Supplied material START
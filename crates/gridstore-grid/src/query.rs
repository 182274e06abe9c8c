//! Distributed top-K
//!
//! Every node scans the partitions it is primary for and keeps its local
//! best `k` entries; the caller merges the node results. Entries rank by
//! value descending, then key ascending.

use crate::cache::decode;
use crate::grid::Grid;
use crate::node::Node;
use gridstore_common::Result;
use serde::de::DeserializeOwned;
use std::cmp::{Ordering, Reverse};
use std::collections::BinaryHeap;

/// An entry ordered by value, ties broken by the smaller key
#[derive(Debug, PartialEq, Eq)]
struct Ranked<K, V> {
    key: K,
    value: V,
}

impl<K: Ord, V: Ord> Ord for Ranked<K, V> {
    fn cmp(&self, other: &Self) -> Ordering {
        self.value
            .cmp(&other.value)
            .then_with(|| other.key.cmp(&self.key))
    }
}

impl<K: Ord, V: Ord> PartialOrd for Ranked<K, V> {
    fn partial_cmp(&self, other: &Self) -> Option<Ordering> {
        Some(self.cmp(other))
    }
}

/// Keeps the `k` greatest entries pushed into it
struct TopK<K, V> {
    k: usize,
    heap: BinaryHeap<Reverse<Ranked<K, V>>>,
}

impl<K: Ord, V: Ord> TopK<K, V> {
    fn new(k: usize) -> Self {
        Self {
            k,
            heap: BinaryHeap::with_capacity(k + 1),
        }
    }

    fn push(&mut self, key: K, value: V) {
        if self.k == 0 {
            return;
        }
        self.heap.push(Reverse(Ranked { key, value }));
        if self.heap.len() > self.k {
            self.heap.pop();
        }
    }

    /// Best entry first
    fn into_sorted(self) -> Vec<(K, V)> {
        self.heap
            .into_sorted_vec()
            .into_iter()
            .map(|Reverse(r)| (r.key, r.value))
            .collect()
    }
}

/// Best `k` entries among the primary partitions of `cache` on `node`
pub fn local_top_k<K, V>(node: &Node, cache: &str, k: usize) -> Result<Vec<(K, V)>>
where
    K: DeserializeOwned + Ord,
    V: DeserializeOwned + Ord,
{
    let (cache_id, partitions) = node.primary_partitions(cache)?;
    let mut top = TopK::new(k);
    for partition in partitions {
        for entry in node.engine().scan(cache_id, partition)? {
            let (key, value) = entry?;
            top.push(decode(&key)?, decode(&value)?);
        }
    }
    Ok(top.into_sorted())
}

impl Grid {
    /// Best `k` entries of `cache` over the whole grid
    pub fn top_k<K, V>(&self, cache: &str, k: usize) -> Result<Vec<(K, V)>>
    where
        K: DeserializeOwned + Ord + Send,
        V: DeserializeOwned + Ord + Send,
    {
        let locals = self.broadcast(|node| local_top_k::<K, V>(node, cache, k))?;
        let mut top = TopK::new(k);
        for (_, entries) in locals {
            for (key, value) in entries {
                top.push(key, value);
            }
        }
        Ok(top.into_sorted())
    }
}

#[cfg(test)]
mod tests {
    use super::*;
    use crate::cache::GridCache;
    use gridstore_affinity::AffinityFunction;
    use gridstore_common::Config;
    use gridstore_common::config::Durability;
    use gridstore_storage::CacheConfig;
    use tempfile::tempdir;

    #[test]
    fn test_top_k_order() {
        let mut top = TopK::new(3);
        for (k, v) in [(1, 5), (2, 9), (3, 5), (4, 1), (5, 9), (6, 7)] {
            top.push(k, v);
        }
        assert_eq!(top.into_sorted(), vec![(2, 9), (5, 9), (6, 7)]);

        let mut empty = TopK::new(0);
        empty.push(1, 1);
        assert!(empty.into_sorted().is_empty());
    }

    #[test]
    fn test_grid_top_k_merges_nodes() {
        let dir = tempdir().unwrap();
        let grid = Grid::start((0..3).map(|i| {
            let mut config = Config::with_data_dir(dir.path().join(format!("node-{i}")));
            config.checkpoint.background = false;
            config.durability = Durability::Relaxed;
            config
        }))
        .unwrap();
        grid.create_cache(CacheConfig::new("n").with_affinity(AffinityFunction::rendezvous(32, 1)))
            .unwrap();
        let cache: GridCache<u32, u64> = grid.cache("n").unwrap();
        cache
            .put_all((0..500u32).map(|i| (i, u64::from(i % 100))))
            .unwrap();

        let top: Vec<(u32, u64)> = grid.top_k("n", 5).unwrap();
        assert_eq!(top, vec![(99, 99), (199, 99), (299, 99), (399, 99), (499, 99)]);

        let all: Vec<(u32, u64)> = grid.top_k("n", 1000).unwrap();
        assert_eq!(all.len(), 500);
    }
}
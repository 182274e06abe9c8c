//! Page store
//!
//! One file per memory policy holding checkpointed page images in fixed-size
//! slots:
//! ```text
//! +-------+-------+-----------+-------+-----+--------+-----+-----------+
//! | Magic | Cache | Partition | Index | LSN | CRC32C | Pad | Page data |
//! | 4B    | 4B    | 4B        | 4B    | 8B  | 4B     | 4B  | page_size |
//! +-------+-------+-----------+-------+-----+--------+-----+-----------+
//! ```
//! The store is copy-on-write: a checkpoint only writes into slots that the
//! durable checkpoint header does not reference, so a crash in the middle of
//! a flush can never damage the image recovery will load. Which slots are
//! live is recorded in the header, not in the store.

use crate::wal::sync_dir;
use gridstore_common::codec::{checksum, read_u32, read_u64};
use gridstore_common::config::Durability;
use gridstore_common::{CacheId, Error, Lsn, PageId, Result};
use std::collections::BTreeSet;
use std::fs::{self, File, OpenOptions};
use std::io::{Read, Seek, SeekFrom, Write};
use std::path::{Path, PathBuf};
use tracing::debug;

/// Slot header magic
const SLOT_MAGIC: u32 = 0x4750_534C; // "GPSL"

/// Slot header size
pub const SLOT_HEADER_SIZE: usize = 32;

/// Checkpointed page images of one memory policy
pub struct PageStore {
    policy: String,
    path: PathBuf,
    file: File,
    page_size: usize,
    /// Slots present in the file
    slot_count: u64,
    /// Slots not referenced by the durable header
    free: BTreeSet<u64>,
    durability: Durability,
}

impl PageStore {
    /// Open (or create) the store of `policy` in `dir`
    ///
    /// Every slot starts out free; call [`PageStore::mark_used`] with the
    /// slots referenced by the checkpoint header before writing.
    pub fn open(
        dir: impl AsRef<Path>,
        policy: &str,
        page_size: usize,
        durability: Durability,
    ) -> Result<Self> {
        let dir = dir.as_ref();
        fs::create_dir_all(dir).map_err(|e| Error::io("failed to create store directory", e))?;
        let path = dir.join(format!("{policy}.pages"));

        let file = OpenOptions::new()
            .create(true)
            .read(true)
            .write(true)
            .truncate(false)
            .open(&path)
            .map_err(|e| Error::io("failed to open page store", e))?;
        let len = file
            .metadata()
            .map_err(|e| Error::io("failed to stat page store", e))?
            .len();

        // A partially appended last slot is never referenced
        let slot_size = (SLOT_HEADER_SIZE + page_size) as u64;
        let slot_count = len / slot_size;

        debug!(
            "Opened page store {:?}: {} slots of {} bytes",
            path, slot_count, slot_size
        );

        Ok(Self {
            policy: policy.to_string(),
            path,
            file,
            page_size,
            slot_count,
            free: (0..slot_count).collect(),
            durability,
        })
    }

    const fn slot_size(&self) -> u64 {
        (SLOT_HEADER_SIZE + self.page_size) as u64
    }

    /// Mark slots referenced by the durable header as in use
    pub fn mark_used(&mut self, slots: impl IntoIterator<Item = u64>) -> Result<()> {
        for slot in slots {
            if slot >= self.slot_count {
                return Err(Error::CorruptPageStore(format!(
                    "slot {slot} beyond end of {} ({} slots)",
                    self.policy, self.slot_count
                )));
            }
            self.free.remove(&slot);
        }
        Ok(())
    }

    /// Write a page image into a free slot; returns the slot
    pub fn write_page(&mut self, id: PageId, lsn: Lsn, data: &[u8]) -> Result<u64> {
        if data.len() != self.page_size {
            return Err(Error::internal(format!(
                "page {id} image has {} bytes, store page size is {}",
                data.len(),
                self.page_size
            )));
        }

        let slot = match self.free.pop_first() {
            Some(slot) => slot,
            None => {
                self.slot_count += 1;
                self.slot_count - 1
            }
        };

        let mut buf = Vec::with_capacity(SLOT_HEADER_SIZE + data.len());
        buf.extend_from_slice(&SLOT_MAGIC.to_le_bytes());
        buf.extend_from_slice(&id.cache_id.get().to_le_bytes());
        buf.extend_from_slice(&id.partition.to_le_bytes());
        buf.extend_from_slice(&id.index.to_le_bytes());
        buf.extend_from_slice(&lsn.to_le_bytes());
        let crc = crc32c::crc32c_append(checksum(&buf), data);
        buf.extend_from_slice(&crc.to_le_bytes());
        buf.extend_from_slice(&[0u8; 4]);
        buf.extend_from_slice(data);

        let mut file = &self.file;
        file.seek(SeekFrom::Start(slot * self.slot_size()))
            .and_then(|_| file.write_all(&buf))
            .map_err(|e| Error::io("page store write failed", e))?;
        Ok(slot)
    }

    /// Read the page image in `slot`, checking it belongs to `expected`
    pub fn read_page(&self, slot: u64, expected: PageId) -> Result<(Vec<u8>, Lsn)> {
        if slot >= self.slot_count {
            return Err(Error::CorruptPageStore(format!(
                "slot {slot} beyond end of {}",
                self.policy
            )));
        }

        let mut buf = vec![0u8; SLOT_HEADER_SIZE + self.page_size];
        let mut file = &self.file;
        file.seek(SeekFrom::Start(slot * self.slot_size()))
            .and_then(|_| file.read_exact(&mut buf))
            .map_err(|e| Error::io("page store read failed", e))?;

        let corrupt = |what: &str| {
            Error::CorruptPageStore(format!("{} slot {slot}: {what}", self.policy))
        };
        if read_u32(&buf, 0) != Some(SLOT_MAGIC) {
            return Err(corrupt("invalid magic"));
        }
        let id = PageId::new(
            CacheId::new(read_u32(&buf, 4).unwrap_or_default()),
            read_u32(&buf, 8).unwrap_or_default(),
            read_u32(&buf, 12).unwrap_or_default(),
        );
        let lsn = read_u64(&buf, 16).unwrap_or_default();
        let stored_crc = read_u32(&buf, 24).unwrap_or_default();

        let data = buf.split_off(SLOT_HEADER_SIZE);
        let crc = crc32c::crc32c_append(checksum(&buf[..24]), &data);
        if crc != stored_crc {
            return Err(corrupt("CRC mismatch"));
        }
        if id != expected {
            return Err(corrupt(&format!("holds page {id}, expected {expected}")));
        }
        Ok((data, lsn))
    }

    /// Return a slot to the free list
    pub fn release(&mut self, slot: u64) {
        if slot < self.slot_count {
            self.free.insert(slot);
        }
    }

    /// Force written slots to stable storage
    pub fn sync(&self) -> Result<()> {
        if !self.durability.sync() {
            return Ok(());
        }
        self.file
            .sync_all()
            .map_err(|e| Error::io("page store sync failed", e))?;
        if let Some(dir) = self.path.parent() {
            sync_dir(dir)?;
        }
        Ok(())
    }

    /// Slots in the file
    #[must_use]
    pub const fn slot_count(&self) -> u64 {
        self.slot_count
    }

    /// Slots available for writing
    #[must_use]
    pub fn free_count(&self) -> usize {
        self.free.len()
    }

    #[must_use]
    pub fn policy(&self) -> &str {
        &self.policy
    }

    #[must_use]
    pub fn path(&self) -> &Path {
        &self.path
    }
}

#[cfg(test)]
mod tests {
    use super::*;
    use tempfile::tempdir;

    const PAGE: usize = 512;

    fn page_id(index: u32) -> PageId {
        PageId::new(CacheId::new(1), 3, index)
    }

    #[test]
    fn test_write_and_read() {
        let dir = tempdir().unwrap();
        let mut store = PageStore::open(dir.path(), "default", PAGE, Durability::Full).unwrap();

        let slot = store.write_page(page_id(0), 17, &[5u8; PAGE]).unwrap();
        store.sync().unwrap();

        let (data, lsn) = store.read_page(slot, page_id(0)).unwrap();
        assert_eq!(data, vec![5u8; PAGE]);
        assert_eq!(lsn, 17);
    }

    #[test]
    fn test_wrong_page_rejected() {
        let dir = tempdir().unwrap();
        let mut store = PageStore::open(dir.path(), "default", PAGE, Durability::Full).unwrap();
        let slot = store.write_page(page_id(0), 1, &[1u8; PAGE]).unwrap();

        assert!(matches!(
            store.read_page(slot, page_id(1)),
            Err(Error::CorruptPageStore(_))
        ));
        assert!(store.read_page(slot + 1, page_id(0)).is_err());
    }

    #[test]
    fn test_copy_on_write_slots() {
        let dir = tempdir().unwrap();
        let mut store = PageStore::open(dir.path(), "default", PAGE, Durability::Full).unwrap();

        let first = store.write_page(page_id(0), 1, &[1u8; PAGE]).unwrap();
        let second = store.write_page(page_id(0), 2, &[2u8; PAGE]).unwrap();
        assert_ne!(first, second);

        // The old slot stays readable until released
        assert_eq!(store.read_page(first, page_id(0)).unwrap().1, 1);
        store.release(first);
        let third = store.write_page(page_id(0), 3, &[3u8; PAGE]).unwrap();
        assert_eq!(third, first);
    }

    #[test]
    fn test_reopen_marks_used_slots() {
        let dir = tempdir().unwrap();
        let slot = {
            let mut store =
                PageStore::open(dir.path(), "default", PAGE, Durability::Full).unwrap();
            store.write_page(page_id(0), 1, &[1u8; PAGE]).unwrap();
            let slot = store.write_page(page_id(1), 1, &[2u8; PAGE]).unwrap();
            store.sync().unwrap();
            slot
        };

        let mut store = PageStore::open(dir.path(), "default", PAGE, Durability::Full).unwrap();
        assert_eq!(store.slot_count(), 2);
        assert_eq!(store.free_count(), 2);
        store.mark_used([slot]).unwrap();
        assert_eq!(store.free_count(), 1);
        assert!(store.mark_used([9]).is_err());

        // The referenced slot is never handed out
        let next = store.write_page(page_id(2), 2, &[3u8; PAGE]).unwrap();
        assert_ne!(next, slot);
        assert_eq!(store.read_page(slot, page_id(1)).unwrap().0, vec![2u8; PAGE]);
    }

    #[test]
    fn test_damaged_slot_detected() {
        let dir = tempdir().unwrap();
        let path = {
            let mut store =
                PageStore::open(dir.path(), "default", PAGE, Durability::Full).unwrap();
            store.write_page(page_id(0), 1, &[1u8; PAGE]).unwrap();
            store.path().to_path_buf()
        };

        let mut bytes = fs::read(&path).unwrap();
        bytes[SLOT_HEADER_SIZE + 10] ^= 0xFF;
        fs::write(&path, bytes).unwrap();

        let store = PageStore::open(dir.path(), "default", PAGE, Durability::Full).unwrap();
        assert!(matches!(
            store.read_page(0, page_id(0)),
            Err(Error::CorruptPageStore(_))
        ));
    }
}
Supplied material END
Task prompt: List the lines of the material in which the word "referenced" occurs.

Response to the task:
    /// Slots not referenced by the durable header
    /// slots referenced by the checkpoint header before writing.
        // A partially appended last slot is never referenced
    /// Mark slots referenced by the durable header as in use
        // The referenced slot is never handed out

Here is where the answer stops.